• Consent to dental treatment during COVID-19

    Deane Dental Practice
    • I am aware that the current COVID-19 pandemic brings a number of known and unknown risks. I have chosen to seek dental treatment during the pandemic in the knowledge that much is still unknown about the virus, its spread and the long term consequences of it.
    • I understand I will be around other people seeking dental treatment and I must take measures to keep socially distanced from others, wear a face covering, clean my hands when entering and leaving the practice. Due to the long incubation period of Coronavirus I must assume everyone is potentially infected and take careful personal measures.
    • I confirm that I understand the risks and benefits of the treatment proposed as explained to me by the dentist and that all my questions have been  answered to my satisfaction.
    • I understand the practice must zone their appointments to comply with aerosol fallow time and as such certain appointments will be offered within a strict window of time. This ensures a safe envronment for the patients who will attend after me.
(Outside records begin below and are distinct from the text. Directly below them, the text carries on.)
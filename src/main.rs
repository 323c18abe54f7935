use std::path::PathBuf;
use std::sync::mpsc;
use std::time::Duration;

use clap::Parser;
use color_eyre::Result;
use ratatui::DefaultTerminal;
use ratatui::crossterm::event::{self, DisableBracketedPaste, EnableBracketedPaste};
use ratatui::crossterm::execute;

use askterm::app::App;
use askterm::config::{self, ConfigResult};
use askterm::logging;
use askterm::service::HttpAnswerService;
use askterm::worker::spawn_worker;

/// How long to wait for input before redrawing
const EVENT_POLL_INTERVAL: Duration = Duration::from_millis(50);

/// Ask questions about your documents from the terminal
#[derive(Parser, Debug)]
#[command(version, about, long_about = None)]
struct Args {
    /// Base URL of the answering service (overrides the config file)
    #[arg(long, value_name = "BASE_URL")]
    url: Option<String>,

    /// Path to a config file (default: ~/.config/askterm/config.toml)
    #[arg(long, value_name = "PATH")]
    config: Option<PathBuf>,
}

fn main() -> Result<()> {
    // Install color-eyre panic hook for better error messages
    color_eyre::install()?;

    let args = Args::parse();
    let log_path = logging::init();

    let ConfigResult {
        mut config,
        warning,
    } = match &args.config {
        Some(path) => config::load_config_from_path(path),
        None => config::load_config(),
    };
    if let Some(url) = args.url {
        config.service.base_url = url;
    }

    let service = HttpAnswerService::new(&config.service)?;
    log::info!("Using answering service at {}", service.base_url());

    let (request_tx, request_rx) = tokio::sync::mpsc::unbounded_channel();
    let (response_tx, response_rx) = mpsc::channel();

    let mut app = App::new(service.base_url().to_string());
    spawn_worker(service, request_rx, response_tx);
    app.connect(request_tx, response_rx);

    if let Some(warning) = warning {
        app.notification.show_warning(warning);
    }

    // Initialize terminal (handles raw mode, alternate screen, etc.)
    let terminal = ratatui::init();
    // Pasted text arrives as one event instead of a burst of key presses
    let result = execute!(std::io::stdout(), EnableBracketedPaste)
        .map_err(Into::into)
        .and_then(|()| run(terminal, &mut app));
    let _ = execute!(std::io::stdout(), DisableBracketedPaste);
    ratatui::restore();

    if let Some(path) = log_path {
        log::info!("Exiting; log written to {}", path.display());
    }

    result
}

fn run(mut terminal: DefaultTerminal, app: &mut App) -> Result<()> {
    loop {
        terminal.draw(|frame| app.render(frame))?;

        if event::poll(EVENT_POLL_INTERVAL)? {
            app.handle_event(event::read()?);
        }

        app.poll_worker();
        app.tick();

        if app.should_quit() {
            break;
        }
    }

    Ok(())
}
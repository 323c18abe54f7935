use ratatui::style::Style;
use tui_textarea::{CursorMove, TextArea};

/// Free-form question field
pub struct InputState {
    pub textarea: TextArea<'static>,
}

impl InputState {
    pub fn new() -> Self {
        let mut textarea = TextArea::default();

        // Remove default underline from cursor line
        textarea.set_cursor_line_style(Style::default());
        textarea.set_placeholder_text("Type a question and press Enter");

        Self { textarea }
    }

    /// Current text of the (single-line) field
    pub fn question(&self) -> &str {
        self.textarea.lines()[0].as_ref()
    }

    pub fn is_empty(&self) -> bool {
        self.question().trim().is_empty()
    }

    pub fn clear(&mut self) {
        self.textarea.move_cursor(CursorMove::Head);
        self.textarea.delete_line_by_end();
    }
}

impl Default for InputState {
    fn default() -> Self {
        Self::new()
    }
}

#[cfg(test)]
#[path = "input_state_tests.rs"]
mod input_state_tests;
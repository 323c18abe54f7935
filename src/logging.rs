//! File logging
//!
//! The terminal belongs to the TUI, so log records go to a file under the
//! user cache directory. `RUST_LOG` controls the filter; the default is
//! `info`.

use std::fs::{self, File, OpenOptions};
use std::io::Write;
use std::path::{Path, PathBuf};

use env_logger::{Builder, Env, Target};

const LOG_FILE_NAME: &str = "askterm.log";

/// Default location of the log file
pub fn log_file_path() -> Option<PathBuf> {
    dirs::cache_dir().map(|dir| dir.join("askterm").join(LOG_FILE_NAME))
}

/// Install the global logger
///
/// Returns the log file path, or None when no file could be opened. Logging
/// is then disabled; the app keeps running.
pub fn init() -> Option<PathBuf> {
    let path = log_file_path()?;
    let file = match open_log_file(&path) {
        Ok(file) => file,
        Err(e) => {
            eprintln!("askterm: logging disabled, cannot open {}: {}", path.display(), e);
            return None;
        }
    };

    builder(file).try_init().ok()?;
    log::info!("askterm {} started", env!("CARGO_PKG_VERSION"));
    Some(path)
}

fn open_log_file(path: &Path) -> std::io::Result<File> {
    if let Some(parent) = path.parent() {
        fs::create_dir_all(parent)?;
    }
    OpenOptions::new().create(true).append(true).open(path)
}

fn builder(file: File) -> Builder {
    let mut builder = Builder::from_env(Env::default().default_filter_or("info"));
    builder
        .target(Target::Pipe(Box::new(file)))
        .format(|buf, record| {
            writeln!(
                buf,
                "{} {:<5} [{}] {}",
                chrono::Local::now().format("%Y-%m-%d %H:%M:%S%.3f"),
                record.level(),
                record.target(),
                record.args()
            )
        });
    builder
}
    • I understand that some procedures may not be available until the National alert level reduces to level 2. This includes scaling teeth with the ultrasonic scaler for routine check ups.
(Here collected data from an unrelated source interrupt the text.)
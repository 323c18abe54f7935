//! Query session
//!
//! Request/response lifecycle for one question at a time, plus the answer
//! pane rendering.

mod answer;
pub mod session_render;
mod session_state;

pub use answer::{Answer, ConfidenceTier};
pub use session_state::{InFlight, QuerySession, SettleOutcome, SubmitOutcome};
    • I agree to be treated at Deane Dental Practice for my dental needs.
    • I agree to inform the practice if I have any symptoms of Coronavirus and WILL NOT attend the practice. Instead I will seek to get a test and self isolate.
  • By signing below I acknowledge that I have read this Consent form and understand its contents; that I have been sufficiently informed of the risks involved in attending and give my voluntary consent in signing it as my own free act and deed. I have had the chance to ask any questions and queries about my treatment at the practice

    This Consent form will remain effective until laws and mandates relevant to COVID-19 are lifted. If I have any symptoms or anything that breaches this consent form, I must not enter the buliding and call the practice on 0161 478 2980 immediately to cancel this appointment.

    I understand that I must give immediate notice to the practice of requiring to cancel an appointment. Any appointment that is NOT cancelled within 24 hours will be considered a failed appointment. I understand the practice reserve the right to deregister me if I fail my initial appointment/ two dental appointments within a year or if I cancel at short notice for 2 appointments.